Cette page a été traduite par Google Traduction, un service de traduction instantanée. Aucune garantie n’est donnée quant à l’exactitude de ces traductions.

Back to the original version

Zimbabwe: d'anciennes épouses d'enfants gagnent le procès pour rendre le mariage des enfants illégal

Photo credit: ROOTS Africa |Mutambadarius photography

Depuis hier, le mariage des enfants n'est plus légal au Zimbabwe. Après des mois de délibérations, la Cour constitutionnelle du pays a entendu les appels de Loveness et Ruvimbo, deux ex-épouses, et a rendu le mariage illégal de moins de 18 ans.

À seulement 16 ans, Loveness et Ruvimbo ont été forcés de se marier. Quelques années plus tard, ils ont décidé de demander justice - non seulement pour eux-mêmes, mais pour les milliers de filles du Zimbabwe qui sont mariées chaque année. Selon l'UNICEF, 31% des filles du pays sont mariées avant 18 ans.

Avec le soutien de ROOTS , membre de Girls Not Brides , et de Veritas , un groupe de réflexion juridique, Loveness et Ruvimbo ont mené avec succès une campagne juridique visant à déclarer la législation existante inconstitutionnelle et à reconnaître à 18 ans l'âge minimum du mariage, conformément aux normes internationales.

Le Zimbabwe a déjà rendu le mariage des enfants illégal en 2013 lorsqu'il a adopté une nouvelle constitution fixant l'âge minimum du mariage à 18 ans et appelant l'État à veiller à ce qu '«aucun enfant ne soit promis au mariage».

Pourtant, la loi sur le mariage est en contradiction avec les nouvelles dispositions de la constitution en permettant à des filles aussi jeunes que 16 ans de se marier avec le consentement de leurs parents.
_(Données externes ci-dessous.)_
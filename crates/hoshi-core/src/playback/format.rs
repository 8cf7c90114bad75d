/// Format elapsed seconds as `MM:SS`.
///
/// Minutes wrap at 60; hours are not shown. Negative or non-finite input
/// renders as `00:00`.
pub fn format_timestamp(seconds: f64) -> String {
    if !seconds.is_finite() || seconds < 0.0 {
        return "00:00".to_string();
    }
    let total = seconds.floor() as u64;
    let minutes = (total / 60) % 60;
    let secs = total % 60;
    format!("{minutes:02}:{secs:02}")
}

/// `duration` if it is a usable, finite, positive length.
pub fn known_duration(duration: f64) -> Option<f64> {
    (duration.is_finite() && duration > 0.0).then_some(duration)
}

/// Playback position as a percentage of `duration`.
pub fn progress_percent(current: f64, duration: f64) -> Option<f64> {
    let duration = known_duration(duration)?;
    Some((current / duration * 100.0).clamp(0.0, 100.0))
}

/// Clamp a seek target to `[0, duration]`, or to `[0, ∞)` while the
/// duration is unknown.
pub fn clamp_seek(target: f64, duration: f64) -> f64 {
    let target = if target.is_nan() { 0.0 } else { target };
    match known_duration(duration) {
        Some(duration) => target.clamp(0.0, duration),
        None => target.max(0.0),
    }
}
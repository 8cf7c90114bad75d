//! Small DOM helpers shared by the page components.

use gloo_events::{EventListener, EventListenerOptions};
use hoshi_core::error::HoshiError;
use wasm_bindgen::prelude::*;
use wasm_bindgen::JsCast;
use web_sys::{Document, Element, Event, EventTarget, NodeList, Window};

/// Inline config override: `<script type="application/toml" id="hoshi-config">`.
const CONFIG_ID: &str = "hoshi-config";

pub fn window() -> Result<Window, HoshiError> {
    web_sys::window().ok_or(HoshiError::MissingElement("window"))
}

pub fn document() -> Result<Document, HoshiError> {
    window()?
        .document()
        .ok_or(HoshiError::MissingElement("document"))
}

/// Element `id`, cast to `T`.
pub fn by_id<T: JsCast>(document: &Document, id: &'static str) -> Result<T, HoshiError> {
    optional_by_id(document, id).ok_or(HoshiError::MissingElement(id))
}

pub fn optional_by_id<T: JsCast>(document: &Document, id: &str) -> Option<T> {
    document
        .get_element_by_id(id)
        .and_then(|el| el.dyn_into::<T>().ok())
}

/// Every element in `list`, skipping text and comment nodes.
pub fn elements(list: &NodeList) -> Vec<Element> {
    (0..list.length())
        .filter_map(|i| list.item(i))
        .filter_map(|node| node.dyn_into::<Element>().ok())
        .collect()
}

pub fn query_all(document: &Document, selector: &str) -> Vec<Element> {
    match document.query_selector_all(selector) {
        Ok(list) => elements(&list),
        Err(e) => {
            tracing::warn!(selector, error = %js_message(&e), "bad selector");
            Vec::new()
        }
    }
}

pub fn query_all_within(root: &Element, selector: &str) -> Vec<Element> {
    match root.query_selector_all(selector) {
        Ok(list) => elements(&list),
        Err(e) => {
            tracing::warn!(selector, error = %js_message(&e), "bad selector");
            Vec::new()
        }
    }
}

/// Attach `handler` to `target` for the lifetime of the page.
///
/// Listeners are non-passive so handlers may call `preventDefault`.
pub fn listen(target: &EventTarget, event: &'static str, handler: impl FnMut(&Event) + 'static) {
    EventListener::new_with_options(
        target,
        event,
        EventListenerOptions::enable_prevent_default(),
        handler,
    )
    .forget();
}

/// Like [`listen`], in the capture phase: runs before any target handler can
/// stop the event.
pub fn listen_capture(
    target: &EventTarget,
    event: &'static str,
    handler: impl FnMut(&Event) + 'static,
) {
    EventListener::new_with_options(
        target,
        event,
        EventListenerOptions::run_in_capture_phase(),
        handler,
    )
    .forget();
}

/// Text of the inline config block, if the page has one.
pub fn config_override() -> Option<String> {
    let document = document().ok()?;
    document.get_element_by_id(CONFIG_ID)?.text_content()
}

/// Full navigation to `url`.
pub fn navigate(url: &url::Url) {
    let result = window().and_then(|w| w.location().set_href(url.as_str()).map_err(dom_error));
    if let Err(e) = result {
        tracing::warn!(url = %url, error = %e, "navigation failed");
    }
}

/// The current page URL.
pub fn current_url() -> Result<url::Url, HoshiError> {
    let href = window()?.location().href().map_err(dom_error)?;
    url::Url::parse(&href).map_err(|e| HoshiError::Dom(e.to_string()))
}

pub fn dom_error(err: JsValue) -> HoshiError {
    HoshiError::Dom(js_message(&err))
}

pub fn js_message(err: &JsValue) -> String {
    if let Some(e) = err.dyn_ref::<js_sys::Error>() {
        return format!("{}: {}", String::from(e.name()), String::from(e.message()));
    }
    err.as_string().unwrap_or_else(|| format!("{err:?}"))
}
pub mod client;
pub mod error;

pub use client::AutocompleteClient;
pub use error::ApiError;
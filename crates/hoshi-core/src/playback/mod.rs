//! Custom controls for the episode player.

pub mod controller;
pub mod format;
pub mod media;
pub mod timer;

pub use controller::{map_key, Action, Direction, Message, PlaybackController, PlaybackState};
pub use media::{MediaElement, PlayerSurface};
pub use timer::{HideTimer, TimerBackend};
use std::cell::{Cell, RefCell};

use crate::diagnostics::{record, DiagnosticEvent, SharedEventLog};
use crate::storage::{check_writable, KeyValueStore, StorageError};

/// The persisted watchlist: an ordered set of anime identifiers.
///
/// Nothing is cached in memory. Every query re-reads storage so another tab
/// (or a reload) is always reflected, and every mutation rewrites the whole
/// sequence. When the backend fails the store becomes inert: `get` returns an
/// empty list and `toggle` does nothing.
pub struct Watchlist<S> {
    backend: RefCell<Option<S>>,
    key: String,
    log: SharedEventLog,
    corrupt_reported: Cell<bool>,
}

impl<S: KeyValueStore> Watchlist<S> {
    /// Open the watchlist on `backend`, degrading if it rejects a test write.
    pub fn open(backend: S, key: impl Into<String>, log: SharedEventLog) -> Self {
        let store = Self {
            backend: RefCell::new(Some(backend)),
            key: key.into(),
            log,
            corrupt_reported: Cell::new(false),
        };
        let writable = store.backend.borrow().as_ref().map(check_writable);
        if let Some(Err(e)) = writable {
            store.degrade(&e);
        }
        store
    }

    /// A store with no backend at all.
    pub fn inert(key: impl Into<String>, log: SharedEventLog) -> Self {
        Self {
            backend: RefCell::new(None),
            key: key.into(),
            log,
            corrupt_reported: Cell::new(false),
        }
    }

    /// Whether mutations are still being persisted.
    pub fn is_persistent(&self) -> bool {
        self.backend.borrow().is_some()
    }

    /// Current watchlist, oldest first.
    pub fn get(&self) -> Vec<String> {
        let loaded = {
            let backend = self.backend.borrow();
            let Some(backend) = backend.as_ref() else {
                return Vec::new();
            };
            backend.load::<Vec<String>>(&self.key)
        };

        match loaded {
            Ok(entries) => entries.unwrap_or_default(),
            Err(StorageError::Json(e)) => {
                self.report_corrupt(&e);
                Vec::new()
            }
            Err(e) => {
                self.degrade(&e);
                Vec::new()
            }
        }
    }

    pub fn contains(&self, id: &str) -> bool {
        self.get().iter().any(|entry| entry == id)
    }

    /// Remove every occurrence of `id` if present, append it otherwise.
    ///
    /// Returns whether `id` is in the watchlist afterwards.
    pub fn toggle(&self, id: &str) -> bool {
        if !self.is_persistent() {
            tracing::debug!(anime_id = id, "watchlist inert, toggle ignored");
            return false;
        }

        let mut entries = self.get();
        if !self.is_persistent() {
            // The read above just failed and degraded the store.
            return false;
        }
        let present = entries.iter().any(|entry| entry == id);
        if present {
            entries.retain(|entry| entry != id);
        } else {
            entries.push(id.to_string());
        }

        match self.write(&entries) {
            Ok(()) => {
                tracing::debug!(anime_id = id, added = !present, "watchlist updated");
                !present
            }
            Err(e) => {
                self.degrade(&e);
                false
            }
        }
    }

    fn write(&self, entries: &[String]) -> Result<(), StorageError> {
        let backend = self.backend.borrow();
        match backend.as_ref() {
            Some(backend) => backend.save(&self.key, &entries)?,
            None => return Err(StorageError::Unavailable("no backend".into())),
        }
        self.corrupt_reported.set(false);
        Ok(())
    }

    fn report_corrupt(&self, e: &serde_json::Error) {
        if self.corrupt_reported.replace(true) {
            return;
        }
        tracing::warn!(error = %e, "corrupt watchlist payload, treating as empty");
        record(
            &self.log,
            DiagnosticEvent::CorruptWatchlist {
                message: e.to_string(),
            },
        );
    }

    fn degrade(&self, e: &StorageError) {
        tracing::warn!(error = %e, "watchlist storage failed, continuing without persistence");
        record(
            &self.log,
            DiagnosticEvent::StorageDegraded {
                reason: e.to_string(),
            },
        );
        self.backend.borrow_mut().take();
    }
}
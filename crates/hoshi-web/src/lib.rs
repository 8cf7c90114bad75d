mod dom;
mod logging;
mod nav;
mod player;
mod search;
mod watchlist;

use hoshi_core::config::HoshiConfig;
use hoshi_core::diagnostics::{record, shared_event_log, DiagnosticEvent, SharedEventLog};
use hoshi_core::error::HoshiError;
use wasm_bindgen::prelude::*;

thread_local! {
    static EVENT_LOG: SharedEventLog = shared_event_log();
}

#[wasm_bindgen(start)]
pub fn start() {
    let log = EVENT_LOG.with(SharedEventLog::clone);

    let (config, config_error) = match dom::config_override() {
        Some(text) => match HoshiConfig::from_override(&text) {
            Ok(config) => (config, None),
            Err(e) => (HoshiConfig::default(), Some(e)),
        },
        None => (HoshiConfig::default(), None),
    };
    logging::init(&config.log.filter);
    if let Some(e) = config_error {
        tracing::warn!(error = %e, "ignoring page config override");
    }

    let document = match dom::document() {
        Ok(document) => document,
        Err(e) => {
            tracing::warn!(error = %e, "no document, nothing to do");
            return;
        }
    };

    // Each component stands alone; one failing leaves the others running.
    run("search", &log, || search::init(&document, &config.suggest, &log));
    run("watchlist", &log, || watchlist::init(&document, &config.watchlist, &log));
    run("player", &log, || player::init(&document, &config.player, &log));
    run("navigation", &log, || nav::init(&document));
}

fn run(component: &str, log: &SharedEventLog, init: impl FnOnce() -> Result<(), HoshiError>) {
    if let Err(e) = init() {
        tracing::warn!(component, error = %e, "component disabled");
        record(
            log,
            DiagnosticEvent::ComponentInert {
                component: component.to_string(),
                missing: e.to_string(),
            },
        );
    }
}

/// Diagnostics recorded so far, as a JSON array.
#[wasm_bindgen]
pub fn diagnostics_json() -> String {
    EVENT_LOG.with(|log| log.borrow().to_json())
}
La décision du tribunal est une première étape bienvenue vers la résolution d'un écart juridique qui a laissé de nombreuses filles vulnérables au mariage des enfants et sans la pleine protection de la loi .

Cette décision révolutionnaire «constitue une étape importante dans la campagne pour mettre fin aux mariages d'enfants» et pour protéger les droits des filles, a déclaré Beatrice Savadye, directrice de ROOTS. L'organisation a déclaré qu'elle espérait que le Parlement prendrait des mesures rapides pour aligner la législation sur la constitution et a appelé tous les Zimbabwéens à respecter cette décision.